- Opening Delimiter -
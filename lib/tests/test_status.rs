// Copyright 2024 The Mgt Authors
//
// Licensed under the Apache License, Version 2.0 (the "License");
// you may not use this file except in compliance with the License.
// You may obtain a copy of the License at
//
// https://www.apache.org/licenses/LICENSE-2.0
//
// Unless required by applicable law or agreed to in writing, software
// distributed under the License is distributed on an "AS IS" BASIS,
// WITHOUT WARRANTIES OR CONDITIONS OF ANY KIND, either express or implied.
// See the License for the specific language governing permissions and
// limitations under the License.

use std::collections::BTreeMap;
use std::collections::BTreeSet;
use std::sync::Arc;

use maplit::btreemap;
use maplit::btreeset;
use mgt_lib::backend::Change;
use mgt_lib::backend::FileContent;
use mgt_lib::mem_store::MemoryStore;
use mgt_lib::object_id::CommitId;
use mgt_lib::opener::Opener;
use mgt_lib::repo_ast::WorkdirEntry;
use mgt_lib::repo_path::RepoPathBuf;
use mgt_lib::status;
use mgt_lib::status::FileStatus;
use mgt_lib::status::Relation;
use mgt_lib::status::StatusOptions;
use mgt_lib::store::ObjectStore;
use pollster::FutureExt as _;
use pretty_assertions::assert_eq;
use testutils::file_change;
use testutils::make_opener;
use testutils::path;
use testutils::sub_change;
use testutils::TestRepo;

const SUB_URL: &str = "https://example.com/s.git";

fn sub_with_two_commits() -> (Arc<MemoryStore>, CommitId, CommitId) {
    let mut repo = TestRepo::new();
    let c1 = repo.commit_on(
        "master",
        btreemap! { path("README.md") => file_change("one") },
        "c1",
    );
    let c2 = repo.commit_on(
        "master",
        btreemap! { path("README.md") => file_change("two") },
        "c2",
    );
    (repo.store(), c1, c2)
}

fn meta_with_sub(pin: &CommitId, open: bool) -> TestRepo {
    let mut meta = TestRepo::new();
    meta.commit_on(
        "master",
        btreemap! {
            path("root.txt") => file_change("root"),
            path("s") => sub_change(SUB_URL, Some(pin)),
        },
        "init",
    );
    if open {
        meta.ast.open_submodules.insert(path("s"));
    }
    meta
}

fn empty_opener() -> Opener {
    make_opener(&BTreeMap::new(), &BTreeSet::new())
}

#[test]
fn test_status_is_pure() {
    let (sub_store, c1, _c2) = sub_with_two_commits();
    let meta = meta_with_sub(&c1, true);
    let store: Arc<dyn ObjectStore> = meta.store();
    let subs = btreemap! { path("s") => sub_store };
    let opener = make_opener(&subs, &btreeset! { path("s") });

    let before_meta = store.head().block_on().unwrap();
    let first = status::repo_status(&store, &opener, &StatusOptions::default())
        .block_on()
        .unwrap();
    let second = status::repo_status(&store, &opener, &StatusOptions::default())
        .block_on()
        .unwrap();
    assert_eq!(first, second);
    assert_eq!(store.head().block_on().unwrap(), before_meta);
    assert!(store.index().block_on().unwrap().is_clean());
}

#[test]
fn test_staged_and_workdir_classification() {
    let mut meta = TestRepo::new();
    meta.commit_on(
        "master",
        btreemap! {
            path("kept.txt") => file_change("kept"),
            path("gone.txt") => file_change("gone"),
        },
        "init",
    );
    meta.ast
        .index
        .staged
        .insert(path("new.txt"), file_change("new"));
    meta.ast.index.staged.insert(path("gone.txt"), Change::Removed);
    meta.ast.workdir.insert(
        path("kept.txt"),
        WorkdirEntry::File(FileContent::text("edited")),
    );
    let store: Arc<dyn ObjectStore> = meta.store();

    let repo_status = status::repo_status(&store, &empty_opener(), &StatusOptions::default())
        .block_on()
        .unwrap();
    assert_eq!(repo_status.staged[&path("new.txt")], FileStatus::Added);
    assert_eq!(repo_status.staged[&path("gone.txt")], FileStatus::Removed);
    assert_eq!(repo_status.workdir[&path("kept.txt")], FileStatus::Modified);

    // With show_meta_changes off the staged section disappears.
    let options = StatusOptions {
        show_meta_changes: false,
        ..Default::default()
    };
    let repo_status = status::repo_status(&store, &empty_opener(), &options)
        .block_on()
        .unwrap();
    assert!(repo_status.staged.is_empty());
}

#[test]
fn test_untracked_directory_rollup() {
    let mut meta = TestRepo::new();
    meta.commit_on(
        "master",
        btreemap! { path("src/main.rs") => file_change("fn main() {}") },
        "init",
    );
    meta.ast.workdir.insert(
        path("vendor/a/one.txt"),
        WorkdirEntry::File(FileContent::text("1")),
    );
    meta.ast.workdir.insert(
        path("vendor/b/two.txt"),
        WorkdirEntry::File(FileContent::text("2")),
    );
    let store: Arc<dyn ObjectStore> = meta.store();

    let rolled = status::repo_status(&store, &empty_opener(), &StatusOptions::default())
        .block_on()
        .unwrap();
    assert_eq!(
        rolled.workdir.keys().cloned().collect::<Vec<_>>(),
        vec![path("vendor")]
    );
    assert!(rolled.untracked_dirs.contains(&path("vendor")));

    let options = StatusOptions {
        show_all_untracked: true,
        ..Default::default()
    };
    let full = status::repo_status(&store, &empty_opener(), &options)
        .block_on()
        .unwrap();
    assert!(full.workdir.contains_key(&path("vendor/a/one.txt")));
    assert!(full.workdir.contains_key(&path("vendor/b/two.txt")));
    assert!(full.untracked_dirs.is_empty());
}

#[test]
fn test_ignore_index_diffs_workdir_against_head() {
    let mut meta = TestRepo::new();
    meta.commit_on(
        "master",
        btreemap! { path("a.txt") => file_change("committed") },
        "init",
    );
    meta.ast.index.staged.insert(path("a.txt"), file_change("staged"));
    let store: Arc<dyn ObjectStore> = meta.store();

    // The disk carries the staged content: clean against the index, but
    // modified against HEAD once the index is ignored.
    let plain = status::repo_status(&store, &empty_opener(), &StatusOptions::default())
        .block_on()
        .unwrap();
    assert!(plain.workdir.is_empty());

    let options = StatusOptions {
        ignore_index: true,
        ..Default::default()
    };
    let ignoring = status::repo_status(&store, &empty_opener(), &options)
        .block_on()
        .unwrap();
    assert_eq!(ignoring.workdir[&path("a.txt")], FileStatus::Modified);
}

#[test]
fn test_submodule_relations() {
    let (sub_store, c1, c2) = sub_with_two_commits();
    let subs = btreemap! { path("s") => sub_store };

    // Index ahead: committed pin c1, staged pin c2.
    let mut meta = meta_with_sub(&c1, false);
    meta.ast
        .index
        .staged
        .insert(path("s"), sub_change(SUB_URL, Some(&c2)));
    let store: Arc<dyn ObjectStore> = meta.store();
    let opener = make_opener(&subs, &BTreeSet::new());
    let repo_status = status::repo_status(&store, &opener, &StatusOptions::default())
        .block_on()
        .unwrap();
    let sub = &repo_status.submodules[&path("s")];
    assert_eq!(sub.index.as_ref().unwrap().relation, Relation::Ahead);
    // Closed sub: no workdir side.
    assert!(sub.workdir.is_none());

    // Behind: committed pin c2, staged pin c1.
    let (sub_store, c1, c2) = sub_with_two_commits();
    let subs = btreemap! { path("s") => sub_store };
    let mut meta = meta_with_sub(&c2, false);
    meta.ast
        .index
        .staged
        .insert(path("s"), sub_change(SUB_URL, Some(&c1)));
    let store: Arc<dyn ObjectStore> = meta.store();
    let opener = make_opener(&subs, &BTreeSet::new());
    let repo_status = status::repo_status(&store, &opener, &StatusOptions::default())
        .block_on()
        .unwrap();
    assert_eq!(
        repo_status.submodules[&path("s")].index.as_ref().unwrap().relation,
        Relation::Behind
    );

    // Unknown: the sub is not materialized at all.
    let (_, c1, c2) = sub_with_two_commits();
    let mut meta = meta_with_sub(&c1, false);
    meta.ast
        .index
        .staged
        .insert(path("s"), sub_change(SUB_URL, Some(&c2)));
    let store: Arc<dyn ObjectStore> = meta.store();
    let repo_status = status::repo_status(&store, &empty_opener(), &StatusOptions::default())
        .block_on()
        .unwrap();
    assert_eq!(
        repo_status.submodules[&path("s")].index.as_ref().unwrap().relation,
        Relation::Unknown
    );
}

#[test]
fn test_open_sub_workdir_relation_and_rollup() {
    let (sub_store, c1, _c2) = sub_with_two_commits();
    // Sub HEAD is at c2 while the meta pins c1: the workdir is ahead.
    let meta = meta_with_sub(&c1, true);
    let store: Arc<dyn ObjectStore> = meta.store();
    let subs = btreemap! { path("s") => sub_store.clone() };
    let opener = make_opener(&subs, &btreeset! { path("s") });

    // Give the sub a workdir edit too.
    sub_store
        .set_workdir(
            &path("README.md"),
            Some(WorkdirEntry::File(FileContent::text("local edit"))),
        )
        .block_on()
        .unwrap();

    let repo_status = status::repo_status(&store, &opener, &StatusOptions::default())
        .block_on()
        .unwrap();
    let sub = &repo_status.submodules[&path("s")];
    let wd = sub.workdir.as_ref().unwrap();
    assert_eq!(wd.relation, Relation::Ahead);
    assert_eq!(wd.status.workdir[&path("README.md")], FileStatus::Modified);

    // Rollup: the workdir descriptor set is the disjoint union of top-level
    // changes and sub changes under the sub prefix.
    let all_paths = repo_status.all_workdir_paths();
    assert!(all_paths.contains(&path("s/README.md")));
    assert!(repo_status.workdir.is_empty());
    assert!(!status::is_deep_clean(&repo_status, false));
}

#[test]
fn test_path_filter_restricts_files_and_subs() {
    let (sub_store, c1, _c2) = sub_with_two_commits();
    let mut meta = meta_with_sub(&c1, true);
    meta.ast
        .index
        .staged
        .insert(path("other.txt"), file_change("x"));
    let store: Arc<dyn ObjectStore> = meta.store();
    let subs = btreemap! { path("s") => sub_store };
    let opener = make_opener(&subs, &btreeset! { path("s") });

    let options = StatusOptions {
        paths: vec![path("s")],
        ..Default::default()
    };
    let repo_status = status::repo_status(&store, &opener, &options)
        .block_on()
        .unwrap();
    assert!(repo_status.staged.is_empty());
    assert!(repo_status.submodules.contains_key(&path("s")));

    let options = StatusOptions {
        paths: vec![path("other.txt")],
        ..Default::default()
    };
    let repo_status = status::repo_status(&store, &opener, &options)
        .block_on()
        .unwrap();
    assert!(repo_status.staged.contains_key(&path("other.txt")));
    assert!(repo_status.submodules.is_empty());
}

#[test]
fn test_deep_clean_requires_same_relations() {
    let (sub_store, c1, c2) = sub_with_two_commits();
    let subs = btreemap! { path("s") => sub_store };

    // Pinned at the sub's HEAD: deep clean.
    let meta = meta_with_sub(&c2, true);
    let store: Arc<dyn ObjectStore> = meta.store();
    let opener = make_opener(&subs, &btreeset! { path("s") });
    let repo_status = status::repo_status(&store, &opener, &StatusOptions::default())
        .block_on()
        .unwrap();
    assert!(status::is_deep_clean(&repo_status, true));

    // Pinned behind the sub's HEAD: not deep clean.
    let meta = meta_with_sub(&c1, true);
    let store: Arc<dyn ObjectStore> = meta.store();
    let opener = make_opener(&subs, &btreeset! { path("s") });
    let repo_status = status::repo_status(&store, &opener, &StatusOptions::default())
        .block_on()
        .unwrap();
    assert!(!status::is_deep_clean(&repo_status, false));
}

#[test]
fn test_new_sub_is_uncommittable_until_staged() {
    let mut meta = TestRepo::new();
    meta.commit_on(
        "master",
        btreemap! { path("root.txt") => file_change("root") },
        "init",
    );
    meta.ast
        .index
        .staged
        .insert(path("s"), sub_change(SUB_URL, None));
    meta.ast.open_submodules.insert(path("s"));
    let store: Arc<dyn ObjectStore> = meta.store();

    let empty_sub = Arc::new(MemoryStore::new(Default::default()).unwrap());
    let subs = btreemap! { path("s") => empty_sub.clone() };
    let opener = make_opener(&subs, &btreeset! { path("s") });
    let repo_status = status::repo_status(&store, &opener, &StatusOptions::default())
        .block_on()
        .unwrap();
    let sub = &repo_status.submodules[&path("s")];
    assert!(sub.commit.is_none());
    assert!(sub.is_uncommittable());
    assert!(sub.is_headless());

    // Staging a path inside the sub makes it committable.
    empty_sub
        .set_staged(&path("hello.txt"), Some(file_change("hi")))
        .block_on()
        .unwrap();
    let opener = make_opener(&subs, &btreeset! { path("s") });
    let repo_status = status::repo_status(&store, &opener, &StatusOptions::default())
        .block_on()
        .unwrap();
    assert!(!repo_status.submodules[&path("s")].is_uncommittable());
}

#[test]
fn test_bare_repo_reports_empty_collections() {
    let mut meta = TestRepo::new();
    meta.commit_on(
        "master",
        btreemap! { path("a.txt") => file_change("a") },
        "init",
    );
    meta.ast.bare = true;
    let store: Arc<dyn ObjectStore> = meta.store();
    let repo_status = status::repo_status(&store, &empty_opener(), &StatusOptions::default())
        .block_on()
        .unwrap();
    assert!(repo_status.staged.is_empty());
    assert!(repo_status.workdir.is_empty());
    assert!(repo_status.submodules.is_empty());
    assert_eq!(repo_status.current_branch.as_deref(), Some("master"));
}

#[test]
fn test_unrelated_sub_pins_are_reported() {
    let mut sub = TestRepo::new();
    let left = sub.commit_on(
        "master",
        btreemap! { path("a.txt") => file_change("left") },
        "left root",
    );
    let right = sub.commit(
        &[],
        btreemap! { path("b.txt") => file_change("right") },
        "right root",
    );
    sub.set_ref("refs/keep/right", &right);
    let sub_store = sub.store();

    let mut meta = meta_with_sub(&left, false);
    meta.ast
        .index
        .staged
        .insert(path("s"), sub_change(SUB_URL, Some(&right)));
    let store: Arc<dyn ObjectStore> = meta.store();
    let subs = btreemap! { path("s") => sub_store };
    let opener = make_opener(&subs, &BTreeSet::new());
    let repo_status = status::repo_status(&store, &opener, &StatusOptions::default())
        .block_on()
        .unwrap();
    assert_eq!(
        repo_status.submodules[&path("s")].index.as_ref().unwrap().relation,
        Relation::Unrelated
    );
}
- Closing Delimiter -
# Exercise instructions
Output the material above exactly, but only from the line that carries "assert!(sub.workdir.is_none());" through the line that carries "union of top-level".

# Your response
    assert!(sub.workdir.is_none());

    // Behind: committed pin c2, staged pin c1.
    let (sub_store, c1, c2) = sub_with_two_commits();
    let subs = btreemap! { path("s") => sub_store };
    let mut meta = meta_with_sub(&c2, false);
    meta.ast
        .index
        .staged
        .insert(path("s"), sub_change(SUB_URL, Some(&c1)));
    let store: Arc<dyn ObjectStore> = meta.store();
    let opener = make_opener(&subs, &BTreeSet::new());
    let repo_status = status::repo_status(&store, &opener, &StatusOptions::default())
        .block_on()
        .unwrap();
    assert_eq!(
        repo_status.submodules[&path("s")].index.as_ref().unwrap().relation,
        Relation::Behind
    );

    // Unknown: the sub is not materialized at all.
    let (_, c1, c2) = sub_with_two_commits();
    let mut meta = meta_with_sub(&c1, false);
    meta.ast
        .index
        .staged
        .insert(path("s"), sub_change(SUB_URL, Some(&c2)));
    let store: Arc<dyn ObjectStore> = meta.store();
    let repo_status = status::repo_status(&store, &empty_opener(), &StatusOptions::default())
        .block_on()
        .unwrap();
    assert_eq!(
        repo_status.submodules[&path("s")].index.as_ref().unwrap().relation,
        Relation::Unknown
    );
}

#[test]
fn test_open_sub_workdir_relation_and_rollup() {
    let (sub_store, c1, _c2) = sub_with_two_commits();
    // Sub HEAD is at c2 while the meta pins c1: the workdir is ahead.
    let meta = meta_with_sub(&c1, true);
    let store: Arc<dyn ObjectStore> = meta.store();
    let subs = btreemap! { path("s") => sub_store.clone() };
    let opener = make_opener(&subs, &btreeset! { path("s") });

    // Give the sub a workdir edit too.
    sub_store
        .set_workdir(
            &path("README.md"),
            Some(WorkdirEntry::File(FileContent::text("local edit"))),
        )
        .block_on()
        .unwrap();

    let repo_status = status::repo_status(&store, &opener, &StatusOptions::default())
        .block_on()
        .unwrap();
    let sub = &repo_status.submodules[&path("s")];
    let wd = sub.workdir.as_ref().unwrap();
    assert_eq!(wd.relation, Relation::Ahead);
    assert_eq!(wd.status.workdir[&path("README.md")], FileStatus::Modified);

    // Rollup: the workdir descriptor set is the disjoint union of top-level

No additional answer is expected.